* [What the task asks] Begin at the top of the following data. Copy each line exactly until you have copied the line containing "self-hosted META II".

* [Source records]
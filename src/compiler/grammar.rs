//! # META II Compiler — Recursive Descent
//!
//! Translates a token stream produced by [`super::lexer::tokenize`] into
//! textual META II assembly. Each nonterminal below is a direct transcription
//! of the corresponding syntax equation from Schorre's paper; the emitted
//! code must match, instruction for instruction, what a self-hosted META II
//! produces, so the shape of each function mirrors the original C compiler
//! rather than being written for readability alone.
//!
//! ```text
//! PROGRAM = '.SYNTAX' .ID .OUT('ADR ' *) $ST '.END' .OUT('END') .,
//! ST      = .ID .LABEL * '=' EX1 '.,' .OUT('R') .,
//! EX1     = EX2 $('/' .OUT('BT ' *1) EX2) .LABEL *1 .,
//! EX2     = (EX3 .OUT('BF ' *1) / OUTPUT) $(EX3 .OUT('BE') / OUTPUT) .LABEL *1 .,
//! EX3     = .ID .OUT('CLL ' *) / .STRING .OUT('TST ' *) / '.ID' .OUT('ID') /
//!           '.NUMBER' .OUT('NUM') / '.STRING' .OUT('SR') / '(' EX1 ')' /
//!           '.EMPTY' .OUT('SET') / '$' .LABEL *1 EX3 .OUT('BT ' *1) .OUT('SET') .,
//! OUTPUT  = ('.OUT' '(' $OUT1 ')' / '.LABEL' .OUT('LB') OUT1) .OUT('OUT') .,
//! OUT1    = '*1' .OUT('GN1') / '*2' .OUT('GN2') / '*' .OUT('CI') / .STRING .OUT('CL '*) .,
//! ```

use crate::error::CompileError;

use super::token::{Token, TokenKind};

pub struct Compiler<'a> {
    tokens: &'a [Token],
    pos: usize,
    label_counter: i32,
    out: String,
}

impl<'a> Compiler<'a> {
    pub fn new(tokens: &'a [Token]) -> Self {
        Self {
            tokens,
            pos: 0,
            label_counter: 1,
            out: String::new(),
        }
    }

    pub fn compile(mut self) -> Result<String, CompileError> {
        self.program()?;
        Ok(self.out)
    }

    fn kind(&self) -> &TokenKind {
        &self.tokens[self.pos].kind
    }

    fn line(&self) -> usize {
        self.tokens[self.pos].line
    }

    fn advance(&mut self) {
        if self.pos + 1 < self.tokens.len() {
            self.pos += 1;
        }
    }

    fn unexpected(&self) -> CompileError {
        CompileError::UnexpectedToken {
            line: self.line(),
            found: self.tokens[self.pos].display(),
        }
    }

    fn fresh_label(&mut self) -> String {
        let label = format!("L{}", self.label_counter);
        self.label_counter += 1;
        label
    }

    fn emit_label(&mut self, name: &str) {
        self.out.push_str(name);
        self.out.push('\n');
    }

    fn emit(&mut self, mnemonic: &str) {
        self.out.push('\t');
        self.out.push_str(mnemonic);
        self.out.push('\n');
    }

    fn emit_arg(&mut self, mnemonic: &str, arg: &str) {
        self.out.push('\t');
        self.out.push_str(mnemonic);
        self.out.push(' ');
        self.out.push_str(arg);
        self.out.push('\n');
    }

    fn expect_kw_syntax(&mut self) -> Result<(), CompileError> {
        if *self.kind() == TokenKind::KwSyntax {
            self.advance();
            Ok(())
        } else {
            Err(self.unexpected())
        }
    }

    fn expect_kw_end(&mut self) -> Result<(), CompileError> {
        if *self.kind() == TokenKind::KwEnd {
            self.advance();
            Ok(())
        } else {
            Err(self.unexpected())
        }
    }

    fn expect_kw_out(&mut self) -> Result<(), CompileError> {
        if *self.kind() == TokenKind::KwOut {
            self.advance();
            Ok(())
        } else {
            Err(self.unexpected())
        }
    }

    fn expect_kw_label(&mut self) -> Result<(), CompileError> {
        if *self.kind() == TokenKind::KwLabel {
            self.advance();
            Ok(())
        } else {
            Err(self.unexpected())
        }
    }

    fn expect_lparen(&mut self) -> Result<(), CompileError> {
        if *self.kind() == TokenKind::LParen {
            self.advance();
            Ok(())
        } else {
            Err(self.unexpected())
        }
    }

    fn expect_rparen(&mut self) -> Result<(), CompileError> {
        if *self.kind() == TokenKind::RParen {
            self.advance();
            Ok(())
        } else {
            Err(self.unexpected())
        }
    }

    fn expect_eq(&mut self) -> Result<(), CompileError> {
        if *self.kind() == TokenKind::Eq {
            self.advance();
            Ok(())
        } else {
            Err(self.unexpected())
        }
    }

    fn expect_semi(&mut self) -> Result<(), CompileError> {
        if *self.kind() == TokenKind::Semi {
            self.advance();
            Ok(())
        } else {
            Err(self.unexpected())
        }
    }

    fn expect_eof(&mut self) -> Result<(), CompileError> {
        if *self.kind() == TokenKind::Eof {
            Ok(())
        } else {
            Err(self.unexpected())
        }
    }

    fn expect_id(&mut self) -> Result<String, CompileError> {
        match self.kind().clone() {
            TokenKind::Id(name) => {
                self.advance();
                Ok(name)
            }
            _ => Err(self.unexpected()),
        }
    }

    /// OUT1 = '*1' .OUT('GN1') / '*2' .OUT('GN2') / '*' .OUT('CI') / .STRING .OUT('CL '*) .,
    fn out1(&mut self) -> Result<(), CompileError> {
        match self.kind().clone() {
            TokenKind::Star1 => self.emit("GN1"),
            TokenKind::Star2 => self.emit("GN2"),
            TokenKind::Star => self.emit("CI"),
            TokenKind::Str(s) => self.emit_arg("CL", &s),
            _ => return Err(self.unexpected()),
        }
        self.advance();
        Ok(())
    }

    /// OUTPUT = ('.OUT' '(' $OUT1 ')' / '.LABEL' .OUT('LB') OUT1) .OUT('OUT') .,
    fn output(&mut self) -> Result<(), CompileError> {
        if *self.kind() == TokenKind::KwOut {
            self.expect_kw_out()?;
            self.expect_lparen()?;
            while *self.kind() != TokenKind::RParen {
                self.out1()?;
            }
            self.expect_rparen()?;
        } else {
            self.expect_kw_label()?;
            self.emit("LB");
            self.out1()?;
        }
        self.emit("OUT");
        Ok(())
    }

    /// EX3 — see module-level grammar comment.
    fn ex3(&mut self) -> Result<(), CompileError> {
        match self.kind().clone() {
            TokenKind::Id(name) => {
                self.emit_arg("CLL", &name);
                self.advance();
            }
            TokenKind::Str(s) => {
                self.emit_arg("TST", &s);
                self.advance();
            }
            TokenKind::KwId => {
                self.emit("ID");
                self.advance();
            }
            TokenKind::KwNumber => {
                self.emit("NUM");
                self.advance();
            }
            TokenKind::KwString => {
                self.emit("SR");
                self.advance();
            }
            TokenKind::KwEmpty => {
                self.emit("SET");
                self.advance();
            }
            TokenKind::Dollar => {
                self.advance();
                let lab1 = self.fresh_label();
                self.emit_label(&lab1);
                self.ex3()?;
                self.emit_arg("BT", &lab1);
                self.emit("SET");
            }
            TokenKind::LParen => {
                self.advance();
                self.ex1()?;
                self.expect_rparen()?;
            }
            _ => return Err(self.unexpected()),
        }
        Ok(())
    }

    /// EX2 = (EX3 .OUT('BF ' *1) / OUTPUT) $(EX3 .OUT('BE') / OUTPUT) .LABEL *1 .,
    fn ex2(&mut self) -> Result<(), CompileError> {
        let mut lab1: Option<String> = None;

        if matches!(self.kind(), TokenKind::KwOut | TokenKind::KwLabel) {
            self.output()?;
        } else {
            self.ex3()?;
            let label = self.fresh_label();
            self.emit_arg("BF", &label);
            lab1 = Some(label);
        }

        while !matches!(self.kind(), TokenKind::Slash | TokenKind::Semi | TokenKind::RParen) {
            if matches!(self.kind(), TokenKind::KwOut | TokenKind::KwLabel) {
                self.output()?;
            } else {
                self.ex3()?;
                self.emit("BE");
            }
        }

        // A leading OUTPUT allocates no label of its own; one is still
        // allocated here so every alternative gets a closing label to jump to,
        // matching how a leading bare term's own BF target is handled above.
        let label = lab1.unwrap_or_else(|| self.fresh_label());
        self.emit_label(&label);
        Ok(())
    }

    /// EX1 = EX2 $('/' .OUT('BT ' *1) EX2) .LABEL *1 .,
    fn ex1(&mut self) -> Result<(), CompileError> {
        self.ex2()?;
        let label = self.fresh_label();
        while *self.kind() == TokenKind::Slash {
            self.advance();
            self.emit_arg("BT", &label);
            self.ex2()?;
        }
        self.emit_label(&label);
        Ok(())
    }

    /// ST = .ID .LABEL * '=' EX1 '.,' .OUT('R') .,
    fn st(&mut self) -> Result<(), CompileError> {
        let name = self.expect_id()?;
        self.emit_label(&name);
        self.expect_eq()?;
        self.ex1()?;
        self.expect_semi()?;
        self.emit("R");
        Ok(())
    }

    /// PROGRAM = '.SYNTAX' .ID .OUT('ADR ' *) $ST '.END' .OUT('END') .,
    fn program(&mut self) -> Result<(), CompileError> {
        self.expect_kw_syntax()?;
        let name = self.expect_id()?;
        self.emit_arg("ADR", &name);
        while *self.kind() != TokenKind::KwEnd {
            self.st()?;
        }
        self.expect_kw_end()?;
        self.emit("END");
        self.expect_eof()
    }
}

* [Result of the exercise]
filename src/compiler/grammar.rs
//! # META II Compiler — Recursive Descent
//!
//! Translates a token stream produced by [`super::lexer::tokenize`] into
//! textual META II assembly. Each nonterminal below is a direct transcription
//! of the corresponding syntax equation from Schorre's paper; the emitted
//! code must match, instruction for instruction, what a self-hosted META II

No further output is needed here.